The response should consist of the records that follow, printed exactly.

SUPPLIED MATERIAL below:

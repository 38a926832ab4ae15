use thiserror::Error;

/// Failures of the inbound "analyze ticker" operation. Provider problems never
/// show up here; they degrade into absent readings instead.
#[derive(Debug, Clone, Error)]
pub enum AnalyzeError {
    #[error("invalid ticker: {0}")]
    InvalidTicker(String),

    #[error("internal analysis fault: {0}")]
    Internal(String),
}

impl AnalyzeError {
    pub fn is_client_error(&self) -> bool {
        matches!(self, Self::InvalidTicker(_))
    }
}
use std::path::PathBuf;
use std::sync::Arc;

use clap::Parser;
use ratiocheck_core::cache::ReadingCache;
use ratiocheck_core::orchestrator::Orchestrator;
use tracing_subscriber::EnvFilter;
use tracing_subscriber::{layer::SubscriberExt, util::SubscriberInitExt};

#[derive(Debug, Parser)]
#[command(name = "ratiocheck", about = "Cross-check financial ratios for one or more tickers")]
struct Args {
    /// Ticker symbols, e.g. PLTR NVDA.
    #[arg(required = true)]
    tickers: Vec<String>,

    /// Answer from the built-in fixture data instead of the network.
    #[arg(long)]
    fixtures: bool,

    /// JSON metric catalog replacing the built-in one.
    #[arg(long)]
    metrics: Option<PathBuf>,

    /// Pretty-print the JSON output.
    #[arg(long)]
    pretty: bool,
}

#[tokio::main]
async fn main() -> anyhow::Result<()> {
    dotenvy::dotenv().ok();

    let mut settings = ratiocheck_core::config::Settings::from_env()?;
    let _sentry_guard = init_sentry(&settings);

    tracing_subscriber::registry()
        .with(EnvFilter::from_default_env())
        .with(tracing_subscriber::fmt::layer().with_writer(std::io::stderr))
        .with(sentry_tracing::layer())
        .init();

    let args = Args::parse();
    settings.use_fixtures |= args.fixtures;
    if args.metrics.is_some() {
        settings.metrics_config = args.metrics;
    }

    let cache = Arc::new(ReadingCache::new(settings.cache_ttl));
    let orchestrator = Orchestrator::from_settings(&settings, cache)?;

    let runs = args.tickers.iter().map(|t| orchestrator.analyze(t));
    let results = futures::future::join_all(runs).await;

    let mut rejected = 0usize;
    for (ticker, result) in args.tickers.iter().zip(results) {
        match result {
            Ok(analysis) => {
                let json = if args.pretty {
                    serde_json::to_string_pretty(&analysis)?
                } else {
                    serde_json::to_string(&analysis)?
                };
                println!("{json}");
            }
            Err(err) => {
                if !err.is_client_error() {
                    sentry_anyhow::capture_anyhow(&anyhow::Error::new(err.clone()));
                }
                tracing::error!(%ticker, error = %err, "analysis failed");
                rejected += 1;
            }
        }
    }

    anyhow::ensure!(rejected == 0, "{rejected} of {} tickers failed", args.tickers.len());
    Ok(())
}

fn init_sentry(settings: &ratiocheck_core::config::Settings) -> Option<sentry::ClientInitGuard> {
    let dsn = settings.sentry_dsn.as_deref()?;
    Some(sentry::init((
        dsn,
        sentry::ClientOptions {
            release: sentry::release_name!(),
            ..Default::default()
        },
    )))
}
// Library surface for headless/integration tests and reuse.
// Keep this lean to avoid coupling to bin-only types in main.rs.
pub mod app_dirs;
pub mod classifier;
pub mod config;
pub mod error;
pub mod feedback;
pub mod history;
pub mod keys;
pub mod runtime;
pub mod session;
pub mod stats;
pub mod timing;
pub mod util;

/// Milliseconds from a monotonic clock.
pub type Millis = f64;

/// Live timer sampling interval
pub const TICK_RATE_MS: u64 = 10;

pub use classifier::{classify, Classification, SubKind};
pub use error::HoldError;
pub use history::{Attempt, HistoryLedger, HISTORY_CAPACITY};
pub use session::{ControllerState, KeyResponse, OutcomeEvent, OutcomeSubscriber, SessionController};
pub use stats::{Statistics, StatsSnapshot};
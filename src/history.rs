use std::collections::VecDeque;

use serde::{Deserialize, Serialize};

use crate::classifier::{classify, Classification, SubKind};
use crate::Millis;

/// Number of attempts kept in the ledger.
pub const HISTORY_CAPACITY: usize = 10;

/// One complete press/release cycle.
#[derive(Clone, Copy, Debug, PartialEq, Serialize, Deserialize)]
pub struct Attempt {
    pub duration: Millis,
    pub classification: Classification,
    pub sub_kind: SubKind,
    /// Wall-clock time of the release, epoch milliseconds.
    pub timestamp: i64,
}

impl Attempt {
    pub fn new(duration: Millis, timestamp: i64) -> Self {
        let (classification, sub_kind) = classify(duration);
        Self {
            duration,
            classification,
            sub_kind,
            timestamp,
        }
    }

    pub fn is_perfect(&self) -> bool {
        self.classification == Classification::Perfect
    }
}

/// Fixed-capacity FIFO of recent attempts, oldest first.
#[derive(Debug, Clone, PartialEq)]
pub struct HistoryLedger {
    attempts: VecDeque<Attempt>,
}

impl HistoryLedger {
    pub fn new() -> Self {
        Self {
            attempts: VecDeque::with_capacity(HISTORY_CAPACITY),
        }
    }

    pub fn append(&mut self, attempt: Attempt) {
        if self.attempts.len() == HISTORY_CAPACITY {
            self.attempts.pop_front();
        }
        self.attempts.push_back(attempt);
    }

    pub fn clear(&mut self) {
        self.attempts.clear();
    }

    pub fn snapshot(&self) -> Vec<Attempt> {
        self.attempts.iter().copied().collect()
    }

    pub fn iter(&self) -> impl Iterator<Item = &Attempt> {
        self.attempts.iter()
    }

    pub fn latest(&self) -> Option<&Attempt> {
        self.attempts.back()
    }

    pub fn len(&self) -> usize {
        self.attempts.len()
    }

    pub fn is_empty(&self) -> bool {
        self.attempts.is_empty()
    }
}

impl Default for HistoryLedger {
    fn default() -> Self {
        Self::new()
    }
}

End of SUPPLIED MATERIAL.

ANSWER FOR THIS EXERCISE:
repository 38a926832ab4ae15
use thiserror::Error;

/// Failures of the inbound "analyze ticker" operation. Provider problems never
/// show up here; they degrade into absent readings instead.
#[derive(Debug, Clone, Error)]
pub enum AnalyzeError {
    #[error("invalid ticker: {0}")]
    InvalidTicker(String),

    #[error("internal analysis fault: {0}")]
    Internal(String),
}

impl AnalyzeError {
    pub fn is_client_error(&self) -> bool {
        matches!(self, Self::InvalidTicker(_))
    }
}
use std::path::PathBuf;
use std::sync::Arc;

use clap::Parser;
use ratiocheck_core::cache::ReadingCache;
use ratiocheck_core::orchestrator::Orchestrator;
use tracing_subscriber::EnvFilter;
use tracing_subscriber::{layer::SubscriberExt, util::SubscriberInitExt};

#[derive(Debug, Parser)]
#[command(name = "ratiocheck", about = "Cross-check financial ratios for one or more tickers")]
struct Args {
    /// Ticker symbols, e.g. PLTR NVDA.
    #[arg(required = true)]
    tickers: Vec<String>,

    /// Answer from the built-in fixture data instead of the network.
    #[arg(long)]
    fixtures: bool,

    /// JSON metric catalog replacing the built-in one.
    #[arg(long)]
    metrics: Option<PathBuf>,

    /// Pretty-print the JSON output.
    #[arg(long)]
    pretty: bool,
}

#[tokio::main]
async fn main() -> anyhow::Result<()> {
    dotenvy::dotenv().ok();

    let mut settings = ratiocheck_core::config::Settings::from_env()?;
    let _sentry_guard = init_sentry(&settings);

    tracing_subscriber::registry()
        .with(EnvFilter::from_default_env())
        .with(tracing_subscriber::fmt::layer().with_writer(std::io::stderr))
        .with(sentry_tracing::layer())
        .init();

    let args = Args::parse();
    settings.use_fixtures |= args.fixtures;
    if args.metrics.is_some() {
        settings.metrics_config = args.metrics;
    }

    let cache = Arc::new(ReadingCache::new(settings.cache_ttl));
    let orchestrator = Orchestrator::from_settings(&settings, cache)?;

    let runs = args.tickers.iter().map(|t| orchestrator.analyze(t));
    let results = futures::future::join_all(runs).await;

    let mut rejected = 0usize;
    for (ticker, result) in args.tickers.iter().zip(results) {
        match result {
            Ok(analysis) => {
                let json = if args.pretty {
                    serde_json::to_string_pretty(&analysis)?
                } else {
                    serde_json::to_string(&analysis)?
                };
                println!("{json}");
            }
            Err(err) => {
                if !err.is_client_error() {
                    sentry_anyhow::capture_anyhow(&anyhow::Error::new(err.clone()));
                }
                tracing::error!(%ticker, error = %err, "analysis failed");
                rejected += 1;
            }
        }
    }

    anyhow::ensure!(rejected == 0, "{rejected} of {} tickers failed", args.tickers.len());
    Ok(())
}

fn init_sentry(settings: &ratiocheck_core::config::Settings) -> Option<sentry::ClientInitGuard> {
    let dsn = settings.sentry_dsn.as_deref()?;
    Some(sentry::init((
        dsn,
        sentry::ClientOptions {
            release: sentry::release_name!(),
            ..Default::default()
        },
    )))
}
// Library surface for headless/integration tests and reuse.
// Keep this lean to avoid coupling to bin-only types in main.rs.
pub mod app_dirs;
pub mod classifier;
pub mod config;
pub mod error;
pub mod feedback;
pub mod history;
pub mod keys;
pub mod runtime;
pub mod session;
pub mod stats;
pub mod timing;
pub mod util;

/// Milliseconds from a monotonic clock.
pub type Millis = f64;

/// Live timer sampling interval
pub const TICK_RATE_MS: u64 = 10;

pub use classifier::{classify, Classification, SubKind};
pub use error::HoldError;
pub use history::{Attempt, HistoryLedger, HISTORY_CAPACITY};
pub use session::{ControllerState, KeyResponse, OutcomeEvent, OutcomeSubscriber, SessionController};
pub use stats::{Statistics, StatsSnapshot};
filename src/history.rs
use std::collections::VecDeque;

use serde::{Deserialize, Serialize};

use crate::classifier::{classify, Classification, SubKind};
use crate::Millis;

/// Number of attempts kept in the ledger.
pub const HISTORY_CAPACITY: usize = 10;

/// One complete press/release cycle.
#[derive(Clone, Copy, Debug, PartialEq, Serialize, Deserialize)]
pub struct Attempt {
    pub duration: Millis,
    pub classification: Classification,
    pub sub_kind: SubKind,
    /// Wall-clock time of the release, epoch milliseconds.
    pub timestamp: i64,
}

impl Attempt {
    pub fn new(duration: Millis, timestamp: i64) -> Self {
        let (classification, sub_kind) = classify(duration);
        Self {
            duration,
            classification,
            sub_kind,
            timestamp,
        }
    }

    pub fn is_perfect(&self) -> bool {
        self.classification == Classification::Perfect
    }
}

/// Fixed-capacity FIFO of recent attempts, oldest first.
#[derive(Debug, Clone, PartialEq)]
pub struct HistoryLedger {
    attempts: VecDeque<Attempt>,
}

impl HistoryLedger {
    pub fn new() -> Self {
        Self {
            attempts: VecDeque::with_capacity(HISTORY_CAPACITY),
        }
    }

    pub fn append(&mut self, attempt: Attempt) {
        if self.attempts.len() == HISTORY_CAPACITY {
            self.attempts.pop_front();
        }
        self.attempts.push_back(attempt);
    }

    pub fn clear(&mut self) {
        self.attempts.clear();
    }

    pub fn snapshot(&self) -> Vec<Attempt> {
        self.attempts.iter().copied().collect()
    }

    pub fn iter(&self) -> impl Iterator<Item = &Attempt> {
        self.attempts.iter()
    }

    pub fn latest(&self) -> Option<&Attempt> {
        self.attempts.back()
    }

    pub fn len(&self) -> usize {
        self.attempts.len()
    }

    pub fn is_empty(&self) -> bool {
        self.attempts.is_empty()
    }
}

impl Default for HistoryLedger {
    fn default() -> Self {
        Self::new()
    }
}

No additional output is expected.